One Score to Rule Them Allcomments powered by Disqus
Posted on Friday, December 9 2011 @ 11:53:32 Eastern
This member blog post was promoted to the GameRevolution homepage.Sit down and grab some popcorn: this is a long one.
(Thanks to Bras for the article suggestion.)
Have I ever told you the story of Metacritic? Let me tell you the story of Metacritic.
Once upon a time, there lived a man in the basement of his parent’s one-story home. He did not shower. He did not shave. By day, he slept, the basement’s single window smothered with a throw pillow stolen from the above world. By night, he ate Cheetos, drank Mountain Dew, and laughed with unnatural volume in voice chat while smoking pot beneath a disconnected smoke alarm. [Ugh, is that you? ~Ed. Anthony]
He read video game reviews like this:
*open* scrollscrollscrollscrollscroll... 8/10 *close*
On one such night, after toking a particularly big spliff of some good sensimilla, the man spoke aloud, to no one in particular, “Gee-suhs. It sure would be nice if these reviews didn’t have all that pointless garbage dumped between the game title and the score”.
And so, fueled by an overly functional high, the man pulled out his sharpest pair of scissors and went to work, clipping out the text from every video game review in all the major gaming magazines and his hard copy of the internet. What remained were neatly organized lists of scores for all games, each about as long as the man’s arm.
As the man surveyed his work, he noticed a most curious pattern: a large portion of review scores for each game were numbers between zero and one hundred. A thought came to mind. “Why, if I were to simply average the grades of these eighty game reviews, I would get--” he counted carefully on his fingers-- “One review instead of eighty!
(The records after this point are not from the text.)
//! Order aggregate.
//!
//! An Order bundles the customer, both addresses and the line items into
//! one unit that is committed in a single transaction.
//!
//! # Design Decisions
//!
//! - **Money in cents**: totals are `Money` (i64 minor units), never floats
//! - **Totals are derived**: `total_quantity` and `total_price` always equal
//!   the sums over `items`; every mutation of `items` recomputes them
//! - **Items sorted by product**: lines are unique per product and kept in
//!   product-id order so persistence and comparison are deterministic

use std::collections::HashMap;

use serde::{Deserialize, Serialize};

use crate::domain::foundation::{
    Money, OrderId, OrderTrackingNumber, ProductId, StateMachine, Timestamp, ValidationError,
};

use super::{Address, CheckoutError, Customer, OrderItem, OrderStatus};

/// Sums quantities and line totals. Sums that do not fit are a validation
/// failure: they can only come from client-supplied prices and quantities.
pub fn compute_totals(items: &[OrderItem]) -> Result<(u32, Money), CheckoutError> {
    let mut quantity: u32 = 0;
    let mut price = Money::ZERO;
    for item in items {
        quantity = quantity
            .checked_add(item.quantity())
            .ok_or_else(|| {
                ValidationError::invalid_format(
                    "total_quantity",
                    "exceeds the largest supported quantity",
                )
            })?;
        price = item
            .line_total()
            .and_then(|line| price.checked_add(line))
            .ok_or_else(|| {
                ValidationError::invalid_format(
                    "total_price",
                    "exceeds the largest supported amount",
                )
            })?;
    }
    Ok((quantity, price))
}

/// A line whose price moved between cart and checkout.
#[derive(Debug, Clone, Copy, PartialEq, Eq)]
pub struct PriceChange {
    pub product_id: ProductId,
    pub cart_price: Money,
    pub current_price: Money,
}

/// Order aggregate.
///
/// # Invariants
///
/// - at least one item; at most one item per product
/// - `total_quantity == Σ item.quantity`
/// - `total_price == Σ item.unit_price × item.quantity`
/// - status changes follow [`OrderStatus`] transitions
#[derive(Debug, Clone, PartialEq, Eq, Serialize, Deserialize)]
pub struct Order {
    pub id: OrderId,

    /// Public handle returned to the shopper.
    pub tracking_number: OrderTrackingNumber,

    pub customer: Customer,

    pub shipping_address: Address,

    pub billing_address: Address,

    /// Lines sorted by product id.
    pub items: Vec<OrderItem>,

    pub total_quantity: u32,

    pub total_price: Money,

    /// Lowercase ISO 4217 code.
    pub currency: String,

    pub status: OrderStatus,

    /// Processor intent paying for this order, once created.
    pub payment_intent_id: Option<String>,

    /// Reason reported with the most recent failed payment attempt.
    pub last_payment_error: Option<String>,

    pub created_at: Timestamp,

    pub updated_at: Timestamp,
}

impl Order {
    /// Creates an order awaiting payment. Callers go through the
    /// `OrderAggregateBuilder`, which validates the inputs first.
    pub(super) fn new(
        customer: Customer,
        shipping_address: Address,
        billing_address: Address,
        mut items: Vec<OrderItem>,
        currency: String,
    ) -> Result<Self, CheckoutError> {
        items.sort_by_key(|item| item.product_id());
        let (total_quantity, total_price) = compute_totals(&items)?;
        let now = Timestamp::now();
        Ok(Self {
            id: OrderId::new(),
            tracking_number: OrderTrackingNumber::generate(),
            customer,
            shipping_address,
            billing_address,
            items,
            total_quantity,
            total_price,
            currency,
            status: OrderStatus::AwaitingPayment,
            payment_intent_id: None,
            last_payment_error: None,
            created_at: now,
            updated_at: now,
        })
    }

    /// Replaces cart prices with catalog prices and recomputes totals.
    ///
    /// Returns the lines whose price changed. Products missing from
    /// `catalog_prices` are reported as `ProductNotFound`.
    pub fn reprice(
        &mut self,
        catalog_prices: &HashMap<ProductId, Money>,
    ) -> Result<Vec<PriceChange>, CheckoutError> {
        let mut changes = Vec::new();
        let mut repriced = Vec::with_capacity(self.items.len());
        for item in &self.items {
            let current = *catalog_prices
                .get(&item.product_id())
                .ok_or(CheckoutError::ProductNotFound(item.product_id()))?;
            if current != item.unit_price() {
                changes.push(PriceChange {
                    product_id: item.product_id(),
                    cart_price: item.unit_price(),
                    current_price: current,
                });
            }
            repriced.push(item.repriced(current));
        }
        let (quantity, price) = compute_totals(&repriced)?;
        self.items = repriced;
        self.total_quantity = quantity;
        self.total_price = price;
        Ok(changes)
    }

    /// Records the intent that will pay for this order.
    pub fn attach_payment_intent(&mut self, intent_id: impl Into<String>) {
        self.payment_intent_id = Some(intent_id.into());
        self.updated_at = Timestamp::now();
    }

    /// Payment captured.
    pub fn mark_paid(&mut self) -> Result<(), CheckoutError> {
        self.transition(OrderStatus::Paid)?;
        self.last_payment_error = None;
        Ok(())
    }

    /// Payment attempt declined or errored at the processor.
    pub fn mark_payment_failed(&mut self, reason: impl Into<String>) -> Result<(), CheckoutError> {
        self.transition(OrderStatus::PaymentFailed)?;
        self.last_payment_error = Some(reason.into());
        Ok(())
    }

    /// Abandon the order. The caller releases reserved stock.
    pub fn cancel(&mut self) -> Result<(), CheckoutError> {
        self.transition(OrderStatus::Cancelled)
    }

    fn transition(&mut self, target: OrderStatus) -> Result<(), CheckoutError> {
        self.status = self
            .status
            .transition_to(target)
            .map_err(|_| CheckoutError::InvalidTransition {
                from: self.status,
                to: target,
            })?;
        self.updated_at = Timestamp::now();
        Ok(())
    }
}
That’s eighty times less reading”! Hastily, he sketched out his vision, complete with annotations:
The man looked again at the context-stripped clippings that lay before him. Some of the paper scraps held numbers out of ten, out of five, and out of four, rather than out of one hundred. Others had no numbers whatsoever and displayed only arcane hieroglyphics, such as ‘B+’ and ‘C-‘. A few scraps were blank—the entireties of those reviews had been contained in the texts that the man had excised from each publication.
“This is of no concern”, said the man. He then proceeded to cough for two minutes straight, finally recovering on his third attempt and continuing his monologue.
“For the numbers, I will multiply by ten, twenty, or twenty-five to force a score out of 100. To these mysterious symbols, I shall apply a transfiguration of my own design, one which transforms game review ‘B’s into academic ‘C’s and game review ‘C’s into academic ‘F-‘s, as was surely the intent of the review publishers. And for any reviews that dare eschew the distillation of human experience into a two-character expression, I shall assign my own score based on my interpretation of the review text I removed in the first place”.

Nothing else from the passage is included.